- Opening Delimiter -
//! Run-Definition Resolution
//!
//! Compiled steps reference their tool by file path. The execution backend
//! wants the full tool definition inlined in the step, carrying an `id` and
//! a base command.

use std::collections::BTreeMap;
use std::fs;
use std::path::{Path, PathBuf};

use log::{debug, info, warn};
use serde_json::Value;

use crate::error::{Result, TranslateError};
use crate::naming::sanitize;
use crate::registry::PluginRegistry;
use crate::workflow::model::ToolDefinition;
use crate::workflow::parser::load_tool_definition;

/// File extension of materialized tool definitions.
pub const TOOL_EXTENSION: &str = "cwl";

/// Materialized tool definitions, keyed by file stem.
#[derive(Debug, Clone, Default)]
pub struct ToolCatalog {
    tools: BTreeMap<String, PathBuf>,
}

impl ToolCatalog {
    pub fn new() -> Self {
        Self::default()
    }

    /// Indexes every `*.cwl` file in `dir`.
    pub fn from_dir(dir: &Path) -> Result<Self> {
        if !dir.is_dir() {
            return Err(TranslateError::MissingArtifact {
                what: "tool directory",
                path: dir.to_path_buf(),
            });
        }

        let entries = fs::read_dir(dir).map_err(|source| TranslateError::Io {
            path: dir.to_path_buf(),
            source,
        })?;

        let mut catalog = Self::new();
        for path in entries.filter_map(|entry| entry.ok().map(|e| e.path())) {
            if path.extension().is_some_and(|ext| ext == TOOL_EXTENSION) {
                if let Some(stem) = tool_stem(&path.to_string_lossy()) {
                    catalog.insert(stem, path);
                }
            }
        }

        info!("Indexed {} tool definitions in {}", catalog.len(), dir.display());
        Ok(catalog)
    }

    /// Registers the definition of tool `name` stored at `path`.
    pub fn insert(&mut self, name: impl Into<String>, path: impl Into<PathBuf>) {
        let name = name.into();
        let path = path.into();
        debug!("Tool '{}' -> {}", name, path.display());
        self.tools.insert(name, path);
    }

    pub fn get(&self, name: &str) -> Option<&Path> {
        self.tools.get(name).map(PathBuf::as_path)
    }

    pub fn names(&self) -> Vec<&str> {
        self.tools.keys().map(String::as_str).collect()
    }

    pub fn len(&self) -> usize {
        self.tools.len()
    }

    pub fn is_empty(&self) -> bool {
        self.tools.is_empty()
    }
}

/// Extracts the tool name from a `run` reference.
///
/// # Example
///
/// ```
/// use cwl2compute::translate::resolver::tool_stem;
///
/// assert_eq!(tool_stem("../cwl_adapters/file-renaming.cwl"), Some("file-renaming".to_string()));
/// assert_eq!(tool_stem("file://host/tools/Montage.cwl"), Some("Montage".to_string()));
/// ```
pub fn tool_stem(run_reference: &str) -> Option<String> {
    let path = run_reference.strip_prefix("file://").unwrap_or(run_reference);
    Path::new(path)
        .file_stem()
        .and_then(|stem| stem.to_str())
        .filter(|stem| !stem.is_empty())
        .map(str::to_string)
}

/// Inlines tool definitions into steps.
#[derive(Debug, Clone, Copy)]
pub struct RunResolver<'a> {
    catalog: &'a ToolCatalog,
    registry: &'a PluginRegistry,
}

impl<'a> RunResolver<'a> {
    pub fn new(catalog: &'a ToolCatalog, registry: &'a PluginRegistry) -> Self {
        Self { catalog, registry }
    }

    /// Resolves the tool a step runs into its full definition.
    ///
    /// # Arguments
    ///
    /// * `step_name` - Step name as written by the compiler (unsanitized)
    /// * `run_reference` - The step's `run` path
    ///
    /// # Returns
    ///
    /// The loaded definition with `name` set to the tool stem, `id` set to
    /// the sanitized step name and a non-empty `baseCommand`.
    pub fn resolve(&self, step_name: &str, run_reference: &str) -> Result<ToolDefinition> {
        let tool = tool_stem(run_reference).ok_or_else(|| {
            TranslateError::invalid(
                "step",
                format!("step '{}' has an unusable run reference '{}'", step_name, run_reference),
            )
        })?;

        let path = self.catalog.get(&tool).ok_or_else(|| {
            TranslateError::UnresolvedStepReference {
                step: step_name.to_string(),
                tool: tool.clone(),
            }
        })?;

        if !path.exists() {
            return Err(TranslateError::MissingArtifact {
                what: "tool definition",
                path: path.to_path_buf(),
            });
        }

        let definition = self.complete(step_name, &tool, load_tool_definition(path)?)?;
        debug!("Resolved step '{}' to tool '{}' ({})", step_name, tool, path.display());
        Ok(definition)
    }

    /// Attaches `name` and `id` to a definition and makes sure it has a base command.
    ///
    /// Also used for steps whose definition is already inlined.
    pub fn complete(
        &self,
        step_name: &str,
        tool: &str,
        mut definition: ToolDefinition,
    ) -> Result<ToolDefinition> {
        definition.insert("name", Value::String(tool.to_string()));
        definition.insert("id", Value::String(sanitize(step_name)));

        if definition.base_command().is_none() {
            self.inject_base_command(step_name, tool, &mut definition)?;
        }
        Ok(definition)
    }

    /// Copies the registry's entrypoint into a definition lacking one.
    fn inject_base_command(
        &self,
        step_name: &str,
        tool: &str,
        definition: &mut ToolDefinition,
    ) -> Result<()> {
        warn!(
            "Tool definition '{}' has no baseCommand, querying the plugin registry",
            tool
        );

        let plugin = self
            .registry
            .find(step_name)
            .or_else(|| self.registry.find(tool))
            .ok_or_else(|| TranslateError::PluginNotFound {
                name: step_name.to_string(),
                known: self.registry.len(),
            })?;

        if plugin.base_command.is_empty() {
            return Err(TranslateError::MissingBaseCommand {
                step: step_name.to_string(),
                plugin: plugin.name.clone(),
            });
        }

        info!(
            "Using baseCommand {:?} from plugin '{}'",
            plugin.base_command, plugin.name
        );
        definition.set_base_command(&plugin.base_command);
        Ok(())
    }
}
- Closing Delimiter -
**Required action**
Every record should be given again exactly.

**Response to the exercise**
//! Run-Definition Resolution
//!
//! Compiled steps reference their tool by file path. The execution backend
//! wants the full tool definition inlined in the step, carrying an `id` and
//! a base command.

use std::collections::BTreeMap;
use std::fs;
use std::path::{Path, PathBuf};

use log::{debug, info, warn};
use serde_json::Value;

use crate::error::{Result, TranslateError};
use crate::naming::sanitize;
use crate::registry::PluginRegistry;
use crate::workflow::model::ToolDefinition;
use crate::workflow::parser::load_tool_definition;

/// File extension of materialized tool definitions.
pub const TOOL_EXTENSION: &str = "cwl";

/// Materialized tool definitions, keyed by file stem.
#[derive(Debug, Clone, Default)]
pub struct ToolCatalog {
    tools: BTreeMap<String, PathBuf>,
}

impl ToolCatalog {
    pub fn new() -> Self {
        Self::default()
    }

    /// Indexes every `*.cwl` file in `dir`.
    pub fn from_dir(dir: &Path) -> Result<Self> {
        if !dir.is_dir() {
            return Err(TranslateError::MissingArtifact {
                what: "tool directory",
                path: dir.to_path_buf(),
            });
        }

        let entries = fs::read_dir(dir).map_err(|source| TranslateError::Io {
            path: dir.to_path_buf(),
            source,
        })?;

        let mut catalog = Self::new();
        for path in entries.filter_map(|entry| entry.ok().map(|e| e.path())) {
            if path.extension().is_some_and(|ext| ext == TOOL_EXTENSION) {
                if let Some(stem) = tool_stem(&path.to_string_lossy()) {
                    catalog.insert(stem, path);
                }
            }
        }

        info!("Indexed {} tool definitions in {}", catalog.len(), dir.display());
        Ok(catalog)
    }

    /// Registers the definition of tool `name` stored at `path`.
    pub fn insert(&mut self, name: impl Into<String>, path: impl Into<PathBuf>) {
        let name = name.into();
        let path = path.into();
        debug!("Tool '{}' -> {}", name, path.display());
        self.tools.insert(name, path);
    }

    pub fn get(&self, name: &str) -> Option<&Path> {
        self.tools.get(name).map(PathBuf::as_path)
    }

    pub fn names(&self) -> Vec<&str> {
        self.tools.keys().map(String::as_str).collect()
    }

    pub fn len(&self) -> usize {
        self.tools.len()
    }

    pub fn is_empty(&self) -> bool {
        self.tools.is_empty()
    }
}

/// Extracts the tool name from a `run` reference.
///
/// # Example
///
/// ```
/// use cwl2compute::translate::resolver::tool_stem;
///
/// assert_eq!(tool_stem("../cwl_adapters/file-renaming.cwl"), Some("file-renaming".to_string()));
/// assert_eq!(tool_stem("file://host/tools/Montage.cwl"), Some("Montage".to_string()));
/// ```
pub fn tool_stem(run_reference: &str) -> Option<String> {
    let path = run_reference.strip_prefix("file://").unwrap_or(run_reference);
    Path::new(path)
        .file_stem()
        .and_then(|stem| stem.to_str())
        .filter(|stem| !stem.is_empty())
        .map(str::to_string)
}

/// Inlines tool definitions into steps.
#[derive(Debug, Clone, Copy)]
pub struct RunResolver<'a> {
    catalog: &'a ToolCatalog,
    registry: &'a PluginRegistry,
}

impl<'a> RunResolver<'a> {
    pub fn new(catalog: &'a ToolCatalog, registry: &'a PluginRegistry) -> Self {
        Self { catalog, registry }
    }

    /// Resolves the tool a step runs into its full definition.
    ///
    /// # Arguments
    ///
    /// * `step_name` - Step name as written by the compiler (unsanitized)
    /// * `run_reference` - The step's `run` path
    ///
    /// # Returns
    ///
    /// The loaded definition with `name` set to the tool stem, `id` set to
    /// the sanitized step name and a non-empty `baseCommand`.
    pub fn resolve(&self, step_name: &str, run_reference: &str) -> Result<ToolDefinition> {
        let tool = tool_stem(run_reference).ok_or_else(|| {
            TranslateError::invalid(
                "step",
                format!("step '{}' has an unusable run reference '{}'", step_name, run_reference),
            )
        })?;

        let path = self.catalog.get(&tool).ok_or_else(|| {
            TranslateError::UnresolvedStepReference {
                step: step_name.to_string(),
                tool: tool.clone(),
            }
        })?;

        if !path.exists() {
            return Err(TranslateError::MissingArtifact {
                what: "tool definition",
                path: path.to_path_buf(),
            });
        }

        let definition = self.complete(step_name, &tool, load_tool_definition(path)?)?;
        debug!("Resolved step '{}' to tool '{}' ({})", step_name, tool, path.display());
        Ok(definition)
    }

    /// Attaches `name` and `id` to a definition and makes sure it has a base command.
    ///
    /// Also used for steps whose definition is already inlined.
    pub fn complete(
        &self,
        step_name: &str,
        tool: &str,
        mut definition: ToolDefinition,
    ) -> Result<ToolDefinition> {
        definition.insert("name", Value::String(tool.to_string()));
        definition.insert("id", Value::String(sanitize(step_name)));

        if definition.base_command().is_none() {
            self.inject_base_command(step_name, tool, &mut definition)?;
        }
        Ok(definition)
    }

    /// Copies the registry's entrypoint into a definition lacking one.
    fn inject_base_command(
        &self,
        step_name: &str,
        tool: &str,
        definition: &mut ToolDefinition,
    ) -> Result<()> {
        warn!(
            "Tool definition '{}' has no baseCommand, querying the plugin registry",
            tool
        );

        let plugin = self
            .registry
            .find(step_name)
            .or_else(|| self.registry.find(tool))
            .ok_or_else(|| TranslateError::PluginNotFound {
                name: step_name.to_string(),
                known: self.registry.len(),
            })?;

        if plugin.base_command.is_empty() {
            return Err(TranslateError::MissingBaseCommand {
                step: step_name.to_string(),
                plugin: plugin.name.clone(),
            });
        }

        info!(
            "Using baseCommand {:?} from plugin '{}'",
            plugin.base_command, plugin.name
        );
        definition.set_base_command(&plugin.base_command);
        Ok(())
    }
}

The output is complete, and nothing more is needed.